28 December, 2023•6 minute read

Identifying slow PostgreSQL queries

At my job I’ve been working on identifying performance and stability issues with our main web application, the Crimson App. As the business continues to scale and expand into new markets we are—like many startups—increasingly running in to limitations with this relatively old and creaky codebase. Scalability issues are the best kind of issue you can have.

What’s causing our current wave of performance issues? Database queries that do way too much work. In this post I’ll show you how to find these queries so you can fix them.

The `pg_stat_statements` view

pg_stat_statements is a PostgreSQL extension introduced in version 8.4 which tracks system-level metrics for all SQL statements executed by your database.
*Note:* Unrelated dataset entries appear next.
//! Registration-time scope validation.
//!
//! [`validate_scope`] runs once per registration to reject a scope the
//! contractor cannot work with, so misconfiguration fails fast instead of
//! surfacing mid-propagation.

use thiserror::Error;
use tubenet_core::{ContractError, DomainKind, Enclosure};
use tubenet_domain::Domain;

use crate::contractor::Contractor;

/// Errors from scope validation (registration-time, not per-contraction).
#[derive(Error, Debug, Clone, PartialEq)]
pub enum ScopeError {
    /// A contractor was registered with no domains.
    #[error("contractor '{contractor}' registered with an empty scope")]
    EmptyScope {
        /// Name of the contractor.
        contractor: String,
    },

    /// The contractor's signature or custom checks rejected the scope.
    #[error("contractor '{contractor}' rejected its scope: {source}")]
    Rejected {
        /// Name of the contractor.
        contractor: String,
        /// Why the scope was rejected.
        source: ContractError,
    },
}

/// Validate a scope for a contractor.
///
/// Checks performed:
///
/// 1. The scope is non-empty.
/// 2. Scope kinds match [`Contractor::signature`].
/// 3. [`Contractor::check_scope`] accepts the current values.
pub fn validate_scope(ctc: &dyn Contractor, scope: &[&Domain]) -> Result<(), ScopeError> {
    if scope.is_empty() {
        return Err(ScopeError::EmptyScope {
            contractor: ctc.name().to_string(),
        });
    }
    let kinds: Vec<DomainKind> = scope.iter().map(|d| d.kind()).collect();
    ctc.signature()
        .check(&kinds)
        .and_then(|()| ctc.check_scope(scope))
        .map_err(|source| ScopeError::Rejected {
            contractor: ctc.name().to_string(),
            source,
        })
}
You can use it to drill down and find out the following:

Which queries take up the most time to run
Which queries are run most frequently
How long each query takes to run on average
How many rows were retrieved or affected by each query
…and a lot more

While you can use nice GUI tools like Datadog’s Database Monitoring or Amazon RDS Performance Insights to answer questions about database performance, I tend to avoid using them. The two problems with tools like these is that building expertise with one often won’t translate over to your next job—you won’t have RDS Performance Insights at an Azure shop—and they often add a nontrivial amount of cost.

pg_stat_statements is included in the contrib module, which means it’s available out of the box with any standard PostgreSQL release. In fact, depending on which provider you’re using to host your database you may even find the extension is turned on for you automatically. Amazon RDS, for instance, automatically enables pg_stat_statements for all RDS instances running PostgreSQL 11 and newer.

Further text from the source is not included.